Extracted data entries:
════════
//! Logging prelude module for convenient access to tracing macros.
//!
//! Diagnostic output goes to stderr and is separate from the JSON run log
//! written by [`crate::sync_log`].
//!
//! # Usage
//!
//! ```ignore
//! use crate::logging::*;
//!
//! info!("This is an info message");
//! warn!("This is a warning");
//! ```

pub use tracing::{debug, error, info, warn};

use crate::strategies::LogFormat;
use tracing_subscriber::EnvFilter;

/// Initialize the tracing subscriber.
///
/// `level` is the default filter; `RUST_LOG` takes precedence when set:
///
/// ```bash
/// RUST_LOG=debug dirsync src dst
/// RUST_LOG=dirsync::diff=trace dirsync src dst
/// ```
pub fn init_tracing(level: &str, format: LogFormat) {
	let filter = EnvFilter::try_from_default_env().unwrap_or_else(|_| EnvFilter::new(level));
	let builder = tracing_subscriber::fmt().with_env_filter(filter).with_writer(std::io::stderr);

	// A subscriber may already be installed (tests, embedding applications)
	let _ = match format {
		LogFormat::Pretty => builder.try_init(),
		LogFormat::Compact => builder.compact().try_init(),
		LogFormat::Json => builder.json().try_init(),
	};
}

// vim: ts=4
//! Inventory builder: walks one tree and records its regular files
//!
//! Only size and modification time are captured here. Entries are visited on a
//! bounded pool of walker threads and merged into a sorted map afterwards, so
//! the resulting inventory does not depend on thread scheduling.

use filetime::FileTime;
use ignore::{DirEntry, WalkBuilder, WalkState};
use std::collections::BTreeMap;
use std::fs;
use std::io;
use std::path::{Component, Path};
use std::sync::atomic::{AtomicU64, AtomicUsize, Ordering};
use std::sync::mpsc;

use crate::callbacks::{ProgressCallback, ProgressEvent};
use crate::error::ScanError;
use crate::exclusion::ExclusionEngine;
use crate::logging::*;
use crate::types::{FileRecord, Inventory, ScanWarning, Side};

/// Emit a `Scanning` event every this many files
const PROGRESS_EVERY: usize = 256;

enum ScanItem {
	File(FileRecord),
	Warning(ScanWarning),
}

/// Check that `root` is a readable directory
pub fn check_root(root: &Path) -> Result<(), ScanError> {
	let meta = fs::metadata(root).map_err(|e| match e.kind() {
		io::ErrorKind::NotFound => ScanError::NotFound { path: root.to_path_buf() },
		_ => ScanError::Unreadable { path: root.to_path_buf(), source: e },
	})?;
	if !meta.is_dir() {
		return Err(ScanError::NotADirectory { path: root.to_path_buf() });
	}
	fs::read_dir(root).map_err(|e| ScanError::Unreadable { path: root.to_path_buf(), source: e })?;
	Ok(())
}

/// Walk `root` and build its inventory
///
/// Fails only when the root itself is unusable. Unreadable entries below the
/// root become warnings and are left out.
pub fn scan_tree(
	side: Side,
	root: &Path,
	exclusion: &ExclusionEngine,
	parallelism: usize,
	progress: &dyn ProgressCallback,
) -> Result<Inventory, ScanError> {
	check_root(root)?;
	debug!("Scanning {} tree {}", side, root.display());

	let walker = WalkBuilder::new(root)
		.standard_filters(false)
		.follow_links(false)
		.threads(parallelism.max(1))
		.build_parallel();

	let files_seen = AtomicUsize::new(0);
	let bytes_seen = AtomicU64::new(0);
	let (tx, rx) = mpsc::channel();

	walker.run(|| {
		let tx = tx.clone();
		let files_seen = &files_seen;
		let bytes_seen = &bytes_seen;
		Box::new(move |result: Result<DirEntry, ignore::Error>| {
			let entry = match result {
				Ok(entry) => entry,
				Err(err) => {
					let path = error_path(&err).map(|p| relative_display(root, p)).unwrap_or_default();
					let _ = tx.send(ScanItem::Warning(ScanWarning { side, path, reason: err.to_string() }));
					return WalkState::Continue;
				}
			};

			if entry.depth() == 0 {
				return WalkState::Continue;
			}

			let Some(file_type) = entry.file_type() else {
				return WalkState::Continue;
			};
			if file_type.is_symlink() {
				return WalkState::Continue;
			}

			let relative = match relative_path(root, entry.path()) {
				Some(rel) => rel,
				None => {
					let _ = tx.send(ScanItem::Warning(ScanWarning {
						side,
						path: relative_display(root, entry.path()),
						reason: "file name is not valid UTF-8".to_string(),
					}));
					return if file_type.is_dir() { WalkState::Skip } else { WalkState::Continue };
				}
			};

			if exclusion.should_exclude(Path::new(&relative), file_type.is_dir()) {
				return if file_type.is_dir() { WalkState::Skip } else { WalkState::Continue };
			}

			if !file_type.is_file() {
				return WalkState::Continue;
			}

			let item = match record_for(side, &entry, relative) {
				Ok(record) => {
					let n = files_seen.fetch_add(1, Ordering::Relaxed) + 1;
					let bytes = bytes_seen.fetch_add(record.size, Ordering::Relaxed) + record.size;
					if n % PROGRESS_EVERY == 0 {
						progress.on_event(ProgressEvent::Scanning { side, files: n, bytes });
					}
					ScanItem::File(record)
				}
				Err(warning) => ScanItem::Warning(warning),
			};
			let _ = tx.send(item);
			WalkState::Continue
		})
	});
	drop(tx);

	let mut files = BTreeMap::new();
	let mut warnings = Vec::new();
	for item in rx {
		match item {
			ScanItem::File(record) => {
				files.insert(record.relative_path.clone(), record);
			}
			ScanItem::Warning(warning) => {
				warn!("{}", warning);
				warnings.push(warning);
			}
		}
	}
	warnings.sort_by(|a, b| a.path.cmp(&b.path));

	let inventory = Inventory::new(side, root.to_path_buf(), files, warnings);
	progress.on_event(ProgressEvent::Scanned {
		side,
		files: inventory.len(),
		bytes: inventory.total_bytes(),
		warnings: inventory.warnings().len(),
	});
	info!("Scanned {} tree: {} files, {} warnings", side, inventory.len(), inventory.warnings().len());
	Ok(inventory)
}

/// Inventory of a tree that does not exist yet
pub fn empty_inventory(side: Side, root: &Path) -> Inventory {
	Inventory::new(side, root.to_path_buf(), BTreeMap::new(), Vec::new())
}

fn record_for(side: Side, entry: &DirEntry, relative: String) -> Result<FileRecord, ScanWarning> {
	match entry.metadata() {
		Ok(meta) => {
			let mtime = FileTime::from_last_modification_time(&meta);
			Ok(FileRecord::new(relative, meta.len(), mtime.unix_seconds())
				.with_nanos(mtime.nanoseconds()))
		}
		Err(err) => Err(ScanWarning { side, path: relative, reason: err.to_string() }),
	}
}

/// `/`-separated path of `path` below `root`, `None` for non-UTF-8 names
fn relative_path(root: &Path, path: &Path) -> Option<String> {
	let rel = path.strip_prefix(root).ok()?;
	let mut parts = Vec::new();
	for component in rel.components() {
		match component {
			Component::Normal(name) => parts.push(name.to_str()?),
			_ => return None,
		}
	}
	Some(parts.join("/"))
}

fn relative_display(root: &Path, path: &Path) -> String {
	path.strip_prefix(root).unwrap_or(path).to_string_lossy().replace('\\', "/")
}

fn error_path(err: &ignore::Error) -> Option<&Path> {
	match err {
		ignore::Error::WithPath { path, .. } => Some(path.as_path()),
		ignore::Error::WithDepth { err, .. } | ignore::Error::WithLineNumber { err, .. } => {
			error_path(err)
		}
		ignore::Error::Partial(errs) => errs.iter().find_map(error_path),
		_ => None,
	}
}

#[cfg(test)]
mod tests {
	use super::*;
	use crate::callbacks::NoProgress;
	use filetime::set_file_mtime;
	use std::fs;
	use tempfile::TempDir;

	fn engine(root: &Path, patterns: &[&str]) -> ExclusionEngine {
		let patterns: Vec<String> = patterns.iter().map(|p| p.to_string()).collect();
		ExclusionEngine::new(&patterns, root, true).unwrap()
	}

	#[test]
	fn test_scan_nested_files_sorted() {
		let dir = TempDir::new().unwrap();
		fs::create_dir_all(dir.path().join("sub/deeper")).unwrap();
		fs::write(dir.path().join("z.txt"), b"zz").unwrap();
		fs::write(dir.path().join("sub/a.txt"), b"a").unwrap();
		fs::write(dir.path().join("sub/deeper/b.bin"), b"bbb").unwrap();

		let inv =
			scan_tree(Side::Source, dir.path(), &engine(dir.path(), &[]), 2, &NoProgress).unwrap();
		let paths: Vec<&str> = inv.paths().collect();
		assert_eq!(paths, vec!["sub/a.txt", "sub/deeper/b.bin", "z.txt"]);
		assert_eq!(inv.get("sub/deeper/b.bin").unwrap().size, 3);
		assert!(inv.warnings().is_empty());
	}

	#[test]
	fn test_scan_captures_mtime() {
		let dir = TempDir::new().unwrap();
		let path = dir.path().join("f.txt");
		fs::write(&path, b"x").unwrap();
		set_file_mtime(&path, FileTime::from_unix_time(1_600_000_000, 500)).unwrap();

		let inv =
			scan_tree(Side::Target, dir.path(), &engine(dir.path(), &[]), 1, &NoProgress).unwrap();
		let rec = inv.get("f.txt").unwrap();
		assert_eq!(rec.mtime, 1_600_000_000);
		assert!(rec.content_hash.is_none());
	}

	#[test]
	fn test_scan_applies_exclusions() {
		let dir = TempDir::new().unwrap();
		fs::create_dir(dir.path().join("build")).unwrap();
		fs::write(dir.path().join("build/out.o"), b"o").unwrap();
		fs::write(dir.path().join("keep.txt"), b"k").unwrap();
		fs::write(dir.path().join("debug.log"), b"l").unwrap();
		fs::write(dir.path().join(".DS_Store"), b"d").unwrap();
		fs::write(dir.path().join("keep.sync-conflict-20240101-000000.txt"), b"c").unwrap();

		let inv = scan_tree(
			Side::Source,
			dir.path(),
			&engine(dir.path(), &["*.log", "build"]),
			2,
			&NoProgress,
		)
		.unwrap();
		let paths: Vec<&str> = inv.paths().collect();
		assert_eq!(paths, vec!["keep.txt"]);
	}

	#[cfg(unix)]
	#[test]
	fn test_scan_skips_symlinks() {
		let dir = TempDir::new().unwrap();
		fs::write(dir.path().join("real.txt"), b"r").unwrap();
		std::os::unix::fs::symlink(dir.path().join("real.txt"), dir.path().join("link.txt")).unwrap();

		let inv =
			scan_tree(Side::Source, dir.path(), &engine(dir.path(), &[]), 1, &NoProgress).unwrap();
		let paths: Vec<&str> = inv.paths().collect();
		assert_eq!(paths, vec!["real.txt"]);
	}

	#[cfg(unix)]
	#[test]
	fn test_unreadable_subdirectory_becomes_warning() {
		use std::os::unix::fs::PermissionsExt;

		let dir = TempDir::new().unwrap();
		fs::create_dir(dir.path().join("locked")).unwrap();
		fs::write(dir.path().join("locked/hidden.txt"), b"h").unwrap();
		fs::write(dir.path().join("open.txt"), b"o").unwrap();
		fs::set_permissions(dir.path().join("locked"), fs::Permissions::from_mode(0o000)).unwrap();

		// Root ignores permission bits
		if fs::read_dir(dir.path().join("locked")).is_ok() {
			fs::set_permissions(dir.path().join("locked"), fs::Permissions::from_mode(0o755)).unwrap();
			return;
		}

		let result = scan_tree(Side::Source, dir.path(), &engine(dir.path(), &[]), 2, &NoProgress);
		fs::set_permissions(dir.path().join("locked"), fs::Permissions::from_mode(0o755)).unwrap();

		let inv = result.unwrap();
		let paths: Vec<&str> = inv.paths().collect();
		assert_eq!(paths, vec!["open.txt"]);
		assert_eq!(inv.warnings().len(), 1);
		assert_eq!(inv.warnings()[0].side, Side::Source);
		assert!(inv.warnings()[0].path.starts_with("locked"), "{:?}", inv.warnings());
	}

	#[test]
	fn test_missing_root_is_fatal() {
		let dir = TempDir::new().unwrap();
		let missing = dir.path().join("nope");
		let err = scan_tree(Side::Source, &missing, &engine(dir.path(), &[]), 1, &NoProgress)
			.unwrap_err();
		assert!(matches!(err, ScanError::NotFound { .. }));
	}

	#[test]
	fn test_file_root_is_fatal() {
		let dir = TempDir::new().unwrap();
		let file = dir.path().join("file");
		fs::write(&file, b"x").unwrap();
		let err =
			scan_tree(Side::Source, &file, &engine(dir.path(), &[]), 1, &NoProgress).unwrap_err();
		assert!(matches!(err, ScanError::NotADirectory { .. }));
	}

	#[test]
	fn test_relative_path_separator() {
		let root = Path::new("/r");
		assert_eq!(relative_path(root, Path::new("/r/a/b.txt")).as_deref(), Some("a/b.txt"));
	}
}

// vim: ts=4
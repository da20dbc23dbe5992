//! Interrupt handling for graceful cancellation

use std::sync::atomic::{AtomicBool, Ordering};
use std::sync::Arc;
use tracing::{debug, warn};

/// Raise `cancel` on the first Ctrl-C; exit on the second
///
/// The executor checks the flag before each action, so the action in flight
/// completes and the run log still gets written.
pub fn install_cancel_handler(cancel: Arc<AtomicBool>) {
	tokio::spawn(async move {
		if let Err(e) = tokio::signal::ctrl_c().await {
			warn!("Failed to setup SIGINT handler: {}. Ctrl-C will not cancel gracefully.", e);
			return;
		}
		warn!("Interrupt received, stopping after the current action (Ctrl-C again to exit)");
		cancel.store(true, Ordering::SeqCst);

		if tokio::signal::ctrl_c().await.is_ok() {
			debug!("Received second SIGINT, exiting");
			std::process::exit(130); // 128 + SIGINT(2)
		}
	});
}

/// Whether cancellation has been requested
pub fn is_cancelled(cancel: &AtomicBool) -> bool {
	cancel.load(Ordering::SeqCst)
}

// vim: ts=4
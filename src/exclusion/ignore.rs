//! `.syncignore` file parsing and matching
//!
//! Uses the `ignore` crate (same as ripgrep) for gitignore-style pattern handling.

use super::ExclusionError;
use ignore::gitignore::{Gitignore, GitignoreBuilder};
use std::path::Path;

/// Name of the per-root ignore file
pub const IGNORE_FILE_NAME: &str = ".syncignore";

/// Applies the `.syncignore` file found at a tree root
pub struct IgnoreFileMatcher {
	gitignore: Gitignore,
}

impl IgnoreFileMatcher {
	/// Load `.syncignore` from `base_path`, or `None` when there is no such file
	pub fn load(base_path: &Path) -> Result<Option<Self>, ExclusionError> {
		let ignore_file = base_path.join(IGNORE_FILE_NAME);
		if !ignore_file.is_file() {
			return Ok(None);
		}

		let mut builder = GitignoreBuilder::new(base_path);
		// add() returns Option<Error>, None on success
		if let Some(err) = builder.add(&ignore_file) {
			return Err(ExclusionError::IgnoreFile(format!(
				"Failed to add {}: {}",
				ignore_file.display(),
				err
			)));
		}

		let gitignore = builder.build().map_err(|e| ExclusionError::IgnoreFile(e.to_string()))?;
		Ok(Some(Self { gitignore }))
	}

	/// Check if a relative path (or any of its parent directories) is ignored
	pub fn is_ignored(&self, relative_path: &Path, is_dir: bool) -> bool {
		self.gitignore.matched_path_or_any_parents(relative_path, is_dir).is_ignore()
	}
}


// vim: ts=4
//! Text rendering of plans and run reports for the terminal

use chrono::DateTime;
use std::fmt::Write;

use crate::plan::{Action, ActionKind};
use crate::sync::{Analysis, SyncReport};
use crate::sync_log::RunStatus;

/// Planned actions listed before the rest are summarized
pub const PLAN_PREVIEW_LIMIT: usize = 10;

/// Human-readable byte count
pub fn format_size(bytes: u64) -> String {
	const UNITS: [&str; 5] = ["B", "KB", "MB", "GB", "TB"];
	if bytes < 1000 {
		return format!("{} B", bytes);
	}
	let mut value = bytes as f64;
	let mut unit = 0;
	while value >= 1000.0 && unit < UNITS.len() - 1 {
		value /= 1000.0;
		unit += 1;
	}
	format!("{:.1} {}", value, UNITS[unit])
}

/// Modification time in UTC, `YYYY-MM-DD HH:MM:SS`
pub fn format_mtime(secs: i64) -> String {
	match DateTime::from_timestamp(secs, 0) {
		Some(t) => t.format("%Y-%m-%d %H:%M:%S UTC").to_string(),
		None => secs.to_string(),
	}
}

/// Counts per kind, a preview of the changes and the conflict list
pub fn render_analysis(analysis: &Analysis) -> String {
	let plan = &analysis.plan;
	let mut out = String::new();

	let _ = writeln!(
		out,
		"Source: {} files ({}), target: {} files ({})",
		analysis.source.len(),
		format_size(analysis.source.total_bytes()),
		analysis.target.len(),
		format_size(analysis.target.total_bytes())
	);

	for (kind, count) in plan.counts() {
		if kind != ActionKind::NoAction {
			let _ = writeln!(out, "  {:<20} {}", kind.label(), count);
		}
	}

	let changes: Vec<&Action> = plan.changes().collect();
	if changes.is_empty() && plan.conflicts.is_empty() {
		let _ = writeln!(out, "Everything is in sync.");
	}

	if !changes.is_empty() {
		let _ = writeln!(out, "\nPlanned actions:");
		for action in changes.iter().take(PLAN_PREVIEW_LIMIT) {
			let _ = writeln!(
				out,
				"  {} {} ({})",
				action.kind().label(),
				action.path(),
				format_size(action.transfer_bytes())
			);
		}
		if changes.len() > PLAN_PREVIEW_LIMIT {
			let _ = writeln!(out, "  ... and {} more", changes.len() - PLAN_PREVIEW_LIMIT);
		}
		let _ = writeln!(out, "  Total to transfer: {}", format_size(plan.transfer_bytes()));
	}

	if !plan.conflicts.is_empty() {
		let _ = writeln!(out, "\nConflicts:");
		for c in &plan.conflicts {
			let _ = writeln!(
				out,
				"  {}  source {} @ {}  target {} @ {}",
				c.path,
				format_size(c.source.size),
				format_mtime(c.source.mtime),
				format_size(c.target.size),
				format_mtime(c.target.mtime)
			);
		}
	}

	if !plan.warnings.is_empty() {
		let _ = writeln!(out, "\nSkipped paths:");
		for w in &plan.warnings {
			let _ = writeln!(out, "  {}", w);
		}
	}

	out
}

/// Final summary of a run
pub fn render_report(report: &SyncReport, dry_run: bool) -> String {
	let s = &report.summary;
	let mut out = String::new();

	let headline = match (report.status, dry_run) {
		(RunStatus::Aborted, _) => "Sync aborted",
		(_, true) => "Dry run complete (no changes made)",
		(RunStatus::Clean, false) => "Sync complete",
		(RunStatus::CompletedWithFailures, false) => "Sync completed with failures",
	};
	let _ = writeln!(out, "{}", headline);
	let _ = writeln!(out, "  Copied to target:   {}", s.copied_to_target);
	let _ = writeln!(out, "  Copied to source:   {}", s.copied_to_source);
	let _ = writeln!(out, "  Updated target:     {}", s.updated_target);
	let _ = writeln!(out, "  Updated source:     {}", s.updated_source);
	let _ = writeln!(out, "  Conflicts resolved: {}", s.conflicts_resolved);
	let _ = writeln!(out, "  Skipped:            {}", s.skipped);
	let _ = writeln!(out, "  Failed:             {}", s.failed);
	if !report.warnings.is_empty() {
		let _ = writeln!(out, "  Warnings:           {}", report.warnings.len());
	}

	match (&report.log_path, &report.log_error) {
		(_, Some(e)) => {
			let _ = writeln!(out, "Log NOT written: {}", e);
		}
		(Some(path), None) => {
			let _ = writeln!(out, "Log written to {}", path.display());
		}
		(None, None) => {}
	}

	out
}

#[cfg(test)]
mod tests {
	use super::*;
	use crate::conflict::Conflict;
	use crate::plan::Plan;
	use crate::sync_log::LogSummary;
	use crate::types::{FileRecord, Inventory, Side};
	use chrono::Utc;
	use std::path::PathBuf;

	#[test]
	fn test_format_size() {
		assert_eq!(format_size(0), "0 B");
		assert_eq!(format_size(999), "999 B");
		assert_eq!(format_size(1500), "1.5 KB");
		assert_eq!(format_size(2_500_000), "2.5 MB");
	}

	#[test]
	fn test_format_mtime() {
		assert_eq!(format_mtime(0), "1970-01-01 00:00:00 UTC");
	}

	#[test]
	fn test_render_analysis_preview_and_conflicts() {
		let actions = (0..12)
			.map(|i| Action::CopyToTarget { source: FileRecord::new(format!("f{:02}", i), 10, 1) })
			.collect();
		let analysis = Analysis {
			source: Inventory::from_records(Side::Source, "/s", vec![]),
			target: Inventory::from_records(Side::Target, "/t", vec![]),
			plan: Plan {
				actions,
				conflicts: vec![Conflict::new(FileRecord::new("c.txt", 1, 0), FileRecord::new("c.txt", 2, 0))],
				warnings: vec![],
			},
			started_at: Utc::now(),
		};

		let text = render_analysis(&analysis);
		assert!(text.contains("f09"));
		assert!(!text.contains("f10"));
		assert!(text.contains("... and 2 more"));
		assert!(text.contains("Conflicts:"));
		assert!(text.contains("c.txt"));
	}

	#[test]
	fn test_render_report() {
		let report = SyncReport {
			status: RunStatus::CompletedWithFailures,
			summary: LogSummary { copied_to_target: 3, failed: 1, ..Default::default() },
			log_path: Some(PathBuf::from("/tmp/log.json")),
			log_error: None,
			warnings: vec![],
		};
		let text = render_report(&report, false);
		assert!(text.starts_with("Sync completed with failures"));
		assert!(text.contains("Copied to target:   3"));
		assert!(text.contains("/tmp/log.json"));
	}
}

// vim: ts=4
use clap::{Arg, ArgAction, ArgMatches, Command};
use std::io::IsTerminal;
use std::path::{Path, PathBuf};
use std::process::ExitCode;
use std::sync::atomic::AtomicBool;
use std::sync::Arc;

use dirsync::callbacks::{AutoResolve, ConflictCallback, NoProgress, ProgressCallback};
use dirsync::config::Config;
use dirsync::display::{render_analysis, render_report};
use dirsync::error::{ConfigError, SyncError};
use dirsync::logging::*;
use dirsync::progress::CliProgressCallback;
use dirsync::prompt::TerminalPrompt;
use dirsync::strategies::ConflictDecision;
use dirsync::plan::Action;
use dirsync::sync::{Analysis, SyncEngine};
use dirsync::utils::install_cancel_handler;

/// Exit code for fatal errors before or during the scan
const EXIT_FATAL: u8 = 2;

fn cli() -> Command {
	Command::new("dirsync")
		.version(env!("CARGO_PKG_VERSION"))
		.author("Szilard Hajba <szilu@symbion.hu>")
		.about("2-way directory sync utility")
		.arg(Arg::new("source").required(true).value_name("SOURCE").help("Source directory"))
		.arg(Arg::new("target").required(true).value_name("TARGET").help("Target directory"))
		.arg(
			Arg::new("dry-run")
				.short('n')
				.long("dry-run")
				.action(ArgAction::SetTrue)
				.help("Show what would be done without changing anything"),
		)
		.arg(
			Arg::new("log-file")
				.long("log-file")
				.value_name("PATH")
				.help("Where to write the JSON run log"),
		)
		.arg(
			Arg::new("auto-resolve")
				.long("auto-resolve")
				.value_name("POLICY")
				.value_parser(["source", "target", "keep-both", "skip"])
				.help("Resolve every conflict without asking"),
		)
		.arg(
			Arg::new("exclude")
				.short('e')
				.long("exclude")
				.value_name("GLOB")
				.action(ArgAction::Append)
				.help("Exclude paths matching GLOB (repeatable)"),
		)
		.arg(
			Arg::new("config")
				.short('c')
				.long("config")
				.value_name("PATH")
				.help("Config file (TOML, or JSON5 with .json/.json5 extension)"),
		)
		.arg(
			Arg::new("yes")
				.short('y')
				.long("yes")
				.action(ArgAction::SetTrue)
				.help("Do not ask for confirmation"),
		)
		.arg(
			Arg::new("no-progress")
				.long("no-progress")
				.action(ArgAction::SetTrue)
				.help("Disable the progress display"),
		)
		.arg(
			Arg::new("verbose")
				.short('v')
				.long("verbose")
				.action(ArgAction::SetTrue)
				.conflicts_with("quiet")
				.help("Debug logging"),
		)
		.arg(
			Arg::new("quiet")
				.short('q')
				.long("quiet")
				.action(ArgAction::SetTrue)
				.help("Only log warnings and errors"),
		)
}

/// Config file and environment, then command-line flags on top
fn build_config(matches: &ArgMatches) -> Result<Config, ConfigError> {
	let mut config = Config::load(matches.get_one::<String>("config").map(Path::new))?;

	if matches.get_flag("dry-run") {
		config.dry_run = true;
	}
	if let Some(path) = matches.get_one::<String>("log-file") {
		config.log_file = Some(PathBuf::from(path));
	}
	if let Some(policy) = matches.get_one::<String>("auto-resolve") {
		let decision = policy.parse::<ConflictDecision>().map_err(|message| {
			ConfigError::InvalidValue { key: "--auto-resolve".to_string(), message }
		})?;
		config.auto_resolve = Some(decision);
	}
	if let Some(patterns) = matches.get_many::<String>("exclude") {
		config.exclude_patterns.extend(patterns.cloned());
	}
	if matches.get_flag("yes") {
		config.assume_yes = true;
	}
	if matches.get_flag("no-progress") {
		config.show_progress = false;
	}
	if matches.get_flag("verbose") {
		config.log_level = "debug".to_string();
	} else if matches.get_flag("quiet") {
		config.log_level = "warn".to_string();
	}

	config.validate()?;
	Ok(config)
}

/// Conflict resolution may read stdin; keep it off the async worker
fn resolve_blocking(
	engine: &SyncEngine,
	analysis: &Analysis,
	callback: &mut dyn ConflictCallback,
) -> Vec<Action> {
	tokio::task::block_in_place(|| engine.resolve_conflicts(analysis, callback))
}

async fn run(matches: &ArgMatches) -> Result<u8, SyncError> {
	let config = build_config(matches)?;
	init_tracing(&config.log_level, config.log_format);

	let source = matches.get_one::<String>("source").map(PathBuf::from).unwrap_or_default();
	let target = matches.get_one::<String>("target").map(PathBuf::from).unwrap_or_default();
	let dry_run = config.dry_run;
	let show_progress = config.show_progress && std::io::stderr().is_terminal();

	let cancel = Arc::new(AtomicBool::new(false));
	install_cancel_handler(cancel.clone());

	let progress: Arc<dyn ProgressCallback> =
		if show_progress { Arc::new(CliProgressCallback::new()) } else { Arc::new(NoProgress) };

	let engine = SyncEngine::new(&source, &target, config.clone())
		.with_progress(progress)
		.with_cancel_flag(cancel);

	if dry_run {
		eprintln!("Dry run: no files will be changed");
	}
	let analysis = engine.analyze().await?;
	if show_progress {
		eprintln!();
	}
	println!("{}", render_analysis(&analysis));

	let mut prompt = TerminalPrompt::stdio();
	let mut auto;
	let callback: &mut dyn ConflictCallback = match config.auto_resolve {
		Some(decision) => {
			auto = AutoResolve(decision);
			&mut auto
		}
		None => &mut prompt,
	};
	let actions = resolve_blocking(&engine, &analysis, callback);

	let changes = actions.iter().filter(|a| a.is_change()).count();
	if !dry_run && changes > 0 && !config.assume_yes {
		let question = format!("Proceed with synchronization of {} files?", changes);
		if !tokio::task::block_in_place(|| prompt.confirm(&question)) {
			println!("Aborted by user. No changes made.");
			return Ok(0);
		}
	}

	let report = engine.execute(&analysis, &actions).await?;
	if show_progress && changes > 0 && !dry_run {
		eprintln!();
	}
	println!("{}", render_report(&report, dry_run));

	Ok(report.exit_code())
}

#[tokio::main]
async fn main() -> ExitCode {
	let matches = cli().get_matches();

	match run(&matches).await {
		Ok(code) => ExitCode::from(code),
		Err(e) => {
			error!("{}", e);
			eprintln!("Error: {}", e);
			ExitCode::from(EXIT_FATAL)
		}
	}
}


// vim: ts=4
════════
- [TASK TO COMPLETE]
Go through the records above, find every line with the word "deeper", and list those lines.

- [REPLY]
		fs::create_dir_all(dir.path().join("sub/deeper")).unwrap();
		fs::write(dir.path().join("sub/deeper/b.bin"), b"bbb").unwrap();
		assert_eq!(paths, vec!["sub/a.txt", "sub/deeper/b.bin", "z.txt"]);
		assert_eq!(inv.get("sub/deeper/b.bin").unwrap().size, 3);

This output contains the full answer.